A constant Millsaps has enjoyed since his youth are the hunting trips with his father. He has bagged several bucks during deer season in recent years.
“We have so much fun getting to do that,” he said. “It was really cool getting to hang out together before I got sick.”
The camp ended with the participants marking their achievements as drone builders and navigators. Millsaps packed up his own racing drone – presented to him as a gift by Courtney and STREAMWORKS – complete with extra rotors and accessories. He hugged the instructors and his fellow campers as they said their farewells.

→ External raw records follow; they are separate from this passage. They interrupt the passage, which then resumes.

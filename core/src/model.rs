//! Constant-velocity state-space model of a 2-D GPS track
//!
//! The state is the four-vector
//!
//! $$
//! x = [\phi, \dot{\phi}, \lambda, \dot{\lambda}]
//! $$
//!
//! of latitude, latitude rate, longitude and longitude rate, all in degrees (per step). Each axis
//! is an independent constant-velocity process:
//!
//! $$
//! F = \begin{bmatrix} 1 & dt & 0 & 0 \\\\ 0 & 1 & 0 & 0 \\\\ 0 & 0 & 1 & dt \\\\ 0 & 0 & 0 & 1 \end{bmatrix},
//! \quad
//! H = \begin{bmatrix} 1 & 0 & 0 & 0 \\\\ 0 & 0 & 1 & 0 \end{bmatrix}
//! $$
//!
//! and the process noise is the block-diagonal of two discrete white-noise acceleration blocks
//!
//! $$
//! Q_{axis} = \sigma^2 \begin{bmatrix} dt^4/4 & dt^3/2 \\\\ dt^3/2 & dt^2 \end{bmatrix}
//! $$
//!
//! Uncertainties arrive in feet and feet per second. They are converted to degrees with the
//! configured [DegreeScale](crate::config::DegreeScale), separately for latitude and longitude,
//! and squared into variances.

use log::{debug, warn};
use nalgebra::{Matrix2, Matrix2x4, Matrix4, Vector2, Vector4};

use crate::SmootherError;
use crate::config::{SmootherParameters, VELOCITY_SIGMA_BOUND};
use crate::earth::feet_to_degrees;
use crate::linalg::block_diagonal;

/// Matrices of the linear-Gaussian model, fixed for a whole smoothing run.
#[derive(Clone, Debug, PartialEq)]
pub struct StateSpaceModel {
    /// State transition matrix F (4×4)
    pub transition: Matrix4<f64>,
    /// Observation matrix H (2×4)
    pub observation: Matrix2x4<f64>,
    /// Process noise covariance Q (4×4)
    pub process_noise: Matrix4<f64>,
    /// Observation noise covariance R (2×2)
    pub observation_noise: Matrix2<f64>,
    /// Prior mean x₀
    pub initial_state: Vector4<f64>,
    /// Prior covariance P₀
    pub initial_covariance: Matrix4<f64>,
}

impl StateSpaceModel {
    /// Build the model for a trace.
    ///
    /// Validates the observations and parameters first; nothing is constructed from malformed
    /// input.
    pub fn new(
        observations: &[(f64, f64)],
        params: &SmootherParameters,
    ) -> Result<StateSpaceModel, SmootherError> {
        validate_observations(observations)?;
        params.validate()?;

        let (lat0, lon0) = observations[0];
        let (lat1, lon1) = observations[1];
        let (lat_miles, lon_miles) = params.degree_scale.miles_per_degree(lat0)?;
        let dt = params.dt;

        let sigma_lat = feet_to_degrees(params.uncertainty_pos, lat_miles);
        let sigma_lon = feet_to_degrees(params.uncertainty_pos, lon_miles);
        let velo_sigma_ft = params.uncertainty_velo / VELOCITY_SIGMA_BOUND;
        let sigma_vlat = feet_to_degrees(velo_sigma_ft, lat_miles);
        let sigma_vlon = feet_to_degrees(velo_sigma_ft, lon_miles);
        let initial_covariance = Matrix4::from_diagonal(&Vector4::new(
            sigma_lat.powi(2),
            sigma_vlat.powi(2),
            sigma_lon.powi(2),
            sigma_vlon.powi(2),
        ));

        let observation_noise = Matrix2::from_diagonal(&Vector2::new(
            feet_to_degrees(params.state_uncertainty_pos, lat_miles).powi(2),
            feet_to_degrees(params.state_uncertainty_pos, lon_miles).powi(2),
        ));

        let q = discrete_white_noise(dt, params.process_uncertainty);
        let process_noise = block_diagonal(&q, &q);

        // Position from the first fix, velocity from the first difference. The longitude
        // component starts from the second fix.
        let initial_state = Vector4::new(lat0, lat1 - lat0, lon1, lon1 - lon0);

        let model = StateSpaceModel {
            transition: constant_velocity_transition(dt),
            observation: position_observation(),
            process_noise,
            observation_noise,
            initial_state,
            initial_covariance,
        };
        debug!(
            "Built constant-velocity model: dt={}, miles/deg=({:.3}, {:.3}), P0 diag={:?}, R diag={:?}",
            dt,
            lat_miles,
            lon_miles,
            model.initial_covariance.diagonal().as_slice(),
            model.observation_noise.diagonal().as_slice()
        );
        Ok(model)
    }

    /// Observation matrix applied to a state: the (latitude, longitude) it predicts.
    pub fn predicted_observation(&self, state: &Vector4<f64>) -> Vector2<f64> {
        self.observation * state
    }
}

/// Constant-velocity transition for two independent axes
pub fn constant_velocity_transition(dt: f64) -> Matrix4<f64> {
    Matrix4::new(
        1.0, dt, 0.0, 0.0, //
        0.0, 1.0, 0.0, 0.0, //
        0.0, 0.0, 1.0, dt, //
        0.0, 0.0, 0.0, 1.0,
    )
}

/// Observation matrix selecting latitude and longitude from the state
pub fn position_observation() -> Matrix2x4<f64> {
    Matrix2x4::new(
        1.0, 0.0, 0.0, 0.0, //
        0.0, 0.0, 1.0, 0.0,
    )
}

/// Discrete white-noise acceleration covariance for one (position, velocity) axis.
///
/// Rank one: the same acceleration sample drives both the position and the velocity.
pub fn discrete_white_noise(dt: f64, variance: f64) -> Matrix2<f64> {
    let dt2 = dt * dt;
    let dt3 = dt2 * dt;
    let dt4 = dt3 * dt;
    Matrix2::new(0.25 * dt4, 0.5 * dt3, 0.5 * dt3, dt2) * variance
}

/// Check that a trace can be smoothed: at least two fixes, all finite and in range.
pub fn validate_observations(observations: &[(f64, f64)]) -> Result<(), SmootherError> {
    if observations.len() < 2 {
        return Err(SmootherError::invalid(format!(
            "need at least two observations, got {}",
            observations.len()
        )));
    }
    for (i, &(lat, lon)) in observations.iter().enumerate() {
        if !(lat.is_finite() && lon.is_finite()) {
            return Err(SmootherError::invalid(format!(
                "observation {i} is not finite: ({lat}, {lon})"
            )));
        }
        if lat.abs() > 90.0 || lon.abs() > 180.0 {
            return Err(SmootherError::invalid(format!(
                "observation {i} is out of range: ({lat}, {lon})"
            )));
        }
    }
    let repeats = observations.windows(2).filter(|w| w[0] == w[1]).count();
    if repeats * 2 > observations.len() {
        warn!(
            "{} of {} consecutive fixes are repeated; the trace may be paused or duplicated",
            repeats,
            observations.len()
        );
    }
    Ok(())
}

Matthew’s chemotherapy treatments ended in July 2016, a year and a half earlier than expected, due to the multi-organ failure he experienced. He still visits the St. Jude Tri-Cities Affiliate Clinic, located in Johnson City, monthly for lab checks, and is a patient of the Gastroenterology Clinic and Heart Institute at LeBohneur Children’s Hospital in Memphis, where he visits every six months. The road ahead remains uncertain. But as Millsaps reflected on his experiences during the week, those thoughts were pushed aside.
Sharon picked her son up at camp. The weekend lay ahead including casting fishing lines in the Nolichucky River with his dad. The hunter, fisherman, teenager, son, brother, and drone racer continued moving forward.
“No kid should ever say, ‘I can’t,’” said Millsaps. “You got to hit it as hard as you can and prove people wrong.”